Abbildung 1. Kind im Alter von 5 Jahren. Stark destruierter Alveolarknochen der ersten Dentition.
Abbildung 2. Kind im Alter von 12 Jahren. Der weit fortgeschrittene Abbau des unterstützenden Alveolarknochens ist auch an der bleibenden Dentition schon weitgehend sichtbar.
Trotz G-CSF Therapie und auch bei normalen Laborwerten bezüglich der neutrophilen Granulozyten muss für diese spezielle Patientengruppe eine engmaschige, professionelle und zum Teil „aggressive“ Therapie im Vordergrund stehen, um weitreichender Zerstörung des parodontalen Gewebes vorzubeugen (Carlsson 2006). Die Therapie sollte immer mit den behandelnden Kinderärzten bzw. Onkologen abgeklärt werden um bakterielle Aussaat und damit verbundene schwerwiegende Komplikationen nach parodontaler Therapie zu vermeiden. Im Zweifelsfall sollte die Überweisung an ein universitäres Zentrum bzw. zum Spezialisten erfolgen.
Literatur
Kostmann R. Infantile genetic agranulocytosis; agranulocytosis infantilis hereditaria. Acta Paediatr Suppl. 1956 Feb;45(Suppl 105):1-78.

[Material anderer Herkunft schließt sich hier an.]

use std::{error::Error, fmt::Display};

use crate::lexer::Span;

/// Semantic errors surfaced while lowering the AST to IR. All of them are
/// fatal; the first one aborts compilation.
#[derive(Debug, Clone, PartialEq, Eq, serde::Serialize, serde::Deserialize)]
pub enum LowerError {
    UndefinedVariable {
        name: String,
        position: Span,
    },
    UndefinedFunction {
        name: String,
        position: Span,
    },
    ArityMismatch {
        name: String,
        expected: usize,
        found: usize,
        position: Span,
    },
    SubscriptMismatch {
        name: String,
        expected: usize,
        found: usize,
        position: Span,
    },
    IllegalConversion {
        from: String,
        to: String,
        position: Span,
    },
    InvalidOperands {
        op: String,
        position: Span,
    },
    InvalidArrayArgument {
        callee: String,
        expected: String,
        position: Span,
    },
    ArrayAsValue {
        name: String,
        position: Span,
    },
    AssignToArray {
        name: String,
        position: Span,
    },
    NotAnArray {
        name: String,
        position: Span,
    },
    VoidValue {
        name: String,
        position: Span,
    },
    DuplicateGlobal {
        name: String,
        position: Span,
    },
    RedefinedFunction {
        name: String,
        position: Span,
    },
    PrototypeMismatch {
        name: String,
        position: Span,
    },
    ReturnValueInVoidFunction {
        position: Span,
    },
    MissingReturnValue {
        position: Span,
    },
}

impl LowerError {
    pub fn position(&self) -> Span {
        match self {
            LowerError::UndefinedVariable { position, .. }
            | LowerError::UndefinedFunction { position, .. }
            | LowerError::ArityMismatch { position, .. }
            | LowerError::SubscriptMismatch { position, .. }
            | LowerError::IllegalConversion { position, .. }
            | LowerError::InvalidOperands { position, .. }
            | LowerError::InvalidArrayArgument { position, .. }
            | LowerError::ArrayAsValue { position, .. }
            | LowerError::AssignToArray { position, .. }
            | LowerError::NotAnArray { position, .. }
            | LowerError::VoidValue { position, .. }
            | LowerError::DuplicateGlobal { position, .. }
            | LowerError::RedefinedFunction { position, .. }
            | LowerError::PrototypeMismatch { position, .. }
            | LowerError::ReturnValueInVoidFunction { position }
            | LowerError::MissingReturnValue { position } => *position,
        }
    }

    fn message(&self) -> String {
        match self {
            LowerError::UndefinedVariable { name, .. } => {
                format!("unknown variable name '{name}'")
            }
            LowerError::UndefinedFunction { name, .. } => {
                format!("unknown function referenced '{name}'")
            }
            LowerError::ArityMismatch {
                name,
                expected,
                found,
                ..
            } => format!(
                "function '{name}' expects {expected} argument(s) but {found} were given"
            ),
            LowerError::SubscriptMismatch {
                name,
                expected,
                found,
                ..
            } => format!(
                "array '{name}' expects {expected} subscript(s) but {found} were given"
            ),
            LowerError::IllegalConversion { from, to, .. } => {
                format!("cannot implicitly convert '{from}' to '{to}'")
            }
            LowerError::InvalidOperands { op, .. } => {
                format!("invalid operands to operator '{op}'")
            }
            LowerError::InvalidArrayArgument {
                callee, expected, ..
            } => format!("call to '{callee}' expects an array of '{expected}' here"),
            LowerError::ArrayAsValue { name, .. } => {
                format!("array '{name}' cannot be used as a value")
            }
            LowerError::AssignToArray { name, .. } => {
                format!("cannot assign to array '{name}' without subscripts")
            }
            LowerError::NotAnArray { name, .. } => {
                format!("'{name}' is not an array")
            }
            LowerError::VoidValue { name, .. } => {
                format!("void function '{name}' used as a value")
            }
            LowerError::DuplicateGlobal { name, .. } => {
                format!("global '{name}' is already defined")
            }
            LowerError::RedefinedFunction { name, .. } => {
                format!("function '{name}' cannot be redefined")
            }
            LowerError::PrototypeMismatch { name, .. } => {
                format!("definition of '{name}' does not match its declaration")
            }
            LowerError::ReturnValueInVoidFunction { .. } => {
                "cannot return a value from a void function".into()
            }
            LowerError::MissingReturnValue { .. } => {
                "non-void function must return a value".into()
            }
        }
    }
}

impl Display for LowerError {
    fn fmt(&self, f: &mut std::fmt::Formatter<'_>) -> std::fmt::Result {
        f.write_str(self.position().diagnostic(self.message()).as_str())
    }
}

impl Error for LowerError {}
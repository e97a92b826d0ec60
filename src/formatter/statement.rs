//! Printing of declarations, statements and blocks.
//!
//! Layout responsibilities live here: which constructs claim a line of
//! their own, where blocks open and close, and how control-flow headers
//! continue onto their bodies. Everything expression-shaped is delegated
//! to the expression formatter.

use std::fmt::{self, Write};

use crate::{
    formatter::{Format, FormatterContext},
    parser::ast::{
        Block, Declaration, FunctionDeclaration, If, LocalDeclaration, Parameter, Program,
        Prototype, Return, Statement, WhileLoop,
    },
};

impl Format for Program {
    /// Prints extern prototypes first, then the top-level declarations, all
    /// in source order and one per line. This matches the grammar: a
    /// program is an extern list followed by a declaration list, so the
    /// printed text is directly re-parseable.
    fn format(&self, ctx: &mut FormatterContext) -> fmt::Result {
        for prototype in &self.externs {
            ctx.line(|ctx| {
                ctx.write_str("extern ")?;
                prototype.format(ctx)?;
                ctx.write_str(";")
            })?;
        }

        for declaration in &self.declarations {
            ctx.line(|ctx| declaration.format(ctx))?;
        }

        Ok(())
    }
}

impl Format for Prototype {
    /// `<type> <name>(<params>)`. An empty parameter list prints as
    /// `(void)`, the explicit spelling, so a prototype never depends on the
    /// reader knowing that `()` and `(void)` are the same thing.
    fn format(&self, ctx: &mut FormatterContext) -> fmt::Result {
        write!(ctx, "{} {}(", self.return_type, self.name)?;
        if self.parameters.is_empty() {
            ctx.write_str("void")?;
        } else {
            ctx.join(&self.parameters, ", ")?;
        }
        ctx.write_str(")")
    }
}

impl Format for Parameter {
    fn format(&self, ctx: &mut FormatterContext) -> fmt::Result {
        write!(ctx, "{} {}", self.type_name, self.name)?;
        for dim in &self.dimensions {
            write!(ctx, "[{dim}]")?;
        }
        Ok(())
    }
}

impl Format for Declaration {
    fn format(&self, ctx: &mut FormatterContext) -> fmt::Result {
        match self {
            Declaration::GlobalScalar {
                type_name, name, ..
            } => {
                write!(ctx, "{type_name} {name};")
            }
            Declaration::GlobalArray {
                element_type,
                name,
                dimensions,
                ..
            } => {
                write!(ctx, "{element_type} {name}")?;
                for dim in dimensions {
                    write!(ctx, "[{dim}]")?;
                }
                ctx.write_str(";")
            }
            Declaration::Function(function) => function.format(ctx),
        }
    }
}

impl Format for FunctionDeclaration {
    fn format(&self, ctx: &mut FormatterContext) -> fmt::Result {
        self.prototype.format(ctx)?;
        ctx.write_str(" ")?;
        self.body.format(ctx)
    }
}

impl Format for Block {
    /// Local declarations print before the statements, as the grammar
    /// requires; both get a line each inside the braces.
    fn format(&self, ctx: &mut FormatterContext) -> fmt::Result {
        ctx.braced(|ctx| {
            for declaration in &self.declarations {
                ctx.line(|ctx| declaration.format(ctx))?;
            }
            for statement in &self.statements {
                ctx.line(|ctx| statement.format(ctx))?;
            }
            Ok(())
        })
    }
}

impl Format for LocalDeclaration {
    fn format(&self, ctx: &mut FormatterContext) -> fmt::Result {
        match self {
            LocalDeclaration::Scalar {
                type_name, name, ..
            } => write!(ctx, "{type_name} {name};"),
            LocalDeclaration::Array {
                element_type,
                name,
                dimensions,
                ..
            } => {
                write!(ctx, "{element_type} {name}")?;
                for dim in dimensions {
                    write!(ctx, "[{dim}]")?;
                }
                ctx.write_str(";")
            }
        }
    }
}

impl Format for Statement {
    fn format(&self, ctx: &mut FormatterContext) -> fmt::Result {
        match self {
            Statement::Expression(expression) => {
                expression.format(ctx)?;
                ctx.write_str(";")
            }
            Statement::Block(block) => block.format(ctx),
            Statement::If(if_stmt) => if_stmt.format(ctx),
            Statement::While(while_loop) => while_loop.format(ctx),
            Statement::Return(ret) => ret.format(ctx),
        }
    }
}

impl Format for If {
    /// `if (<cond>) { ... }` with an optional `else { ... }` continuing on
    /// the closing brace's line. Both branches are always braced, so the
    /// dangling-else question never arises in printed output.
    fn format(&self, ctx: &mut FormatterContext) -> fmt::Result {
        ctx.write_str("if (")?;
        self.condition.format(ctx)?;
        ctx.write_str(") ")?;
        self.then_block.format(ctx)?;
        if let Some(else_block) = &self.else_block {
            ctx.write_str(" else ")?;
            else_block.format(ctx)?;
        }
        Ok(())
    }
}

impl Format for WhileLoop {
    /// The body is any statement. A block body opens braces on the header
    /// line; a single-statement body continues the line after `)`.
    fn format(&self, ctx: &mut FormatterContext) -> fmt::Result {
        ctx.write_str("while (")?;
        self.condition.format(ctx)?;
        ctx.write_str(") ")?;
        self.body.format(ctx)
    }
}

impl Format for Return {
    fn format(&self, ctx: &mut FormatterContext) -> fmt::Result {
        match &self.value {
            Some(value) => {
                ctx.write_str("return ")?;
                value.format(ctx)?;
                ctx.write_str(";")
            }
            None => ctx.write_str("return;"),
        }
    }
}
//! Float matrix multiply through 2-D array parameters: linearized offsets on
//! decayed pointers and float arithmetic throughout.

const SRC: &str = r#"
extern float print_float(float X);

int matrix_mul(float a[10][10], float b[10][10], float c[10][10], int n) {
    int i;
    int j;
    int k;

    i = 0;
    while (i < n) {
        j = 0;
        while (j < n) {
            k = 0;
            while (k < n) {
                c[i][j] = c[i][j] + (a[i][k] * b[k][j]);
                k = k + 1;
            }
            j = j + 1;
        }
        i = i + 1;
    }

    return 0;
}
"#;

#[test]
fn float_array_parameters_decay_to_pointers() {
    let ir = minic::compile(SRC, "matrix_mul.c").expect("program should compile");

    assert!(ir.contains(
        "define i32 @matrix_mul(ptr %a, ptr %b, ptr %c, i32 %n)"
    ));
    assert!(ir.contains("declare float @print_float(float)"));
}

#[test]
fn two_dimensional_access_linearizes_the_subscripts() {
    let ir = minic::compile(SRC, "matrix_mul.c").expect("program should compile");

    // i * 10 + k, addressing float elements directly
    assert!(ir.contains("mul i32"), "in:\n{ir}");
    assert!(ir.contains("i32 10"), "in:\n{ir}");
    assert!(ir.contains("getelementptr float, ptr %a.ptr."), "in:\n{ir}");
    assert!(ir.contains("getelementptr float, ptr %b.ptr."), "in:\n{ir}");
    assert!(ir.contains("getelementptr float, ptr %c.ptr."), "in:\n{ir}");
}

#[test]
fn accumulation_is_float_arithmetic() {
    let ir = minic::compile(SRC, "matrix_mul.c").expect("program should compile");

    assert!(ir.contains("fmul float"));
    assert!(ir.contains("fadd float"));
    assert!(ir.contains("store float"));
    // index bookkeeping stays integer
    assert!(ir.contains("add i32"));
}
//! Run and task operations exposed by the control plane.
//!
//! Services are cheap handles over [`AppState`](crate::state::AppState);
//! construct one per request.

use thiserror::Error;

use tskmgr_core::{CoreError, RunId, TaskId};

use crate::store::StoreError;

pub mod leader;
pub mod run_service;
pub mod task_service;

pub use leader::{LeaderElection, SetLeaderResponse};
pub use run_service::{RunDetails, RunService};
pub use task_service::{TaskService, TaskWithRun};

/// Service errors.
#[derive(Debug, Error)]
pub enum ServiceError {
    /// Business rule violation or missing record.
    #[error(transparent)]
    Core(#[from] CoreError),

    /// Lock contention outlasted every retry.
    #[error("Service unavailable: {0}")]
    Unavailable(String),

    #[error("Store error: {0}")]
    Store(String),
}

impl From<StoreError> for ServiceError {
    fn from(err: StoreError) -> Self {
        match err {
            StoreError::Rejected(e) => Self::Core(e),
            StoreError::NotFound { entity: "task", id } => {
                Self::Core(CoreError::TaskNotFound(TaskId::new(id)))
            }
            StoreError::NotFound { id, .. } => Self::Core(CoreError::RunNotFound(RunId::new(id))),
            e @ StoreError::LockTimeout { .. } => Self::Unavailable(e.to_string()),
            StoreError::Backend(msg) => Self::Store(msg),
        }
    }
}

pub type ServiceResult<T> = Result<T, ServiceError>;

/// Unwrap the record written by a mutation that always writes.
pub(crate) fn written<T>(record: Option<T>, what: &str) -> ServiceResult<T> {
    record.ok_or_else(|| ServiceError::Store(format!("{what} update was not written")))
}
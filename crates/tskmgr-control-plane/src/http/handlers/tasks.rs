//! Task outcome handlers.

use std::sync::Arc;

use axum::{
    extract::{Path, State},
    Json,
};

use tskmgr_core::TaskId;

use crate::http::responses::{ApiError, CompleteTaskRequest};
use crate::service::{TaskService, TaskWithRun};
use crate::state::AppState;

/// Mark a running task completed. The body is optional; `cached` defaults
/// to false.
pub async fn complete_task(
    State(state): State<Arc<AppState>>,
    Path(id): Path<TaskId>,
    body: Option<Json<CompleteTaskRequest>>,
) -> Result<Json<TaskWithRun>, ApiError> {
    let cached = body.map_or(false, |Json(req)| req.cached);
    let res = TaskService::new(state).complete_task(&id, cached).await?;
    Ok(Json(res))
}

pub async fn fail_task(
    State(state): State<Arc<AppState>>,
    Path(id): Path<TaskId>,
) -> Result<Json<TaskWithRun>, ApiError> {
    Ok(Json(TaskService::new(state).fail_task(&id).await?))
}
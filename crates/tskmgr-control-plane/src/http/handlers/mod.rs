//! HTTP request handlers.

mod health;
mod runs;
mod tasks;

pub use health::health_check;
pub use runs::{
    abort_run, close_run, create_run, create_tasks, fail_run, get_run, reconcile_run, set_leader,
    start_task,
};
pub use tasks::{complete_task, fail_task};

Boxer LA, Stein S, Buckley D, et al: Strong evidence for autosomal dominant inheritance of severe congenital neutropenia associated with ELA2 mutations. J Pediatr. 2006 May;148(5):633-6.
Carlsson G, Wahlin YB, Johansson A, et al. Periodontal disease in patients from the original Kostmann family with severe congenital neutropenia. J Periodontol. 2006 Apr;77(4):744-51.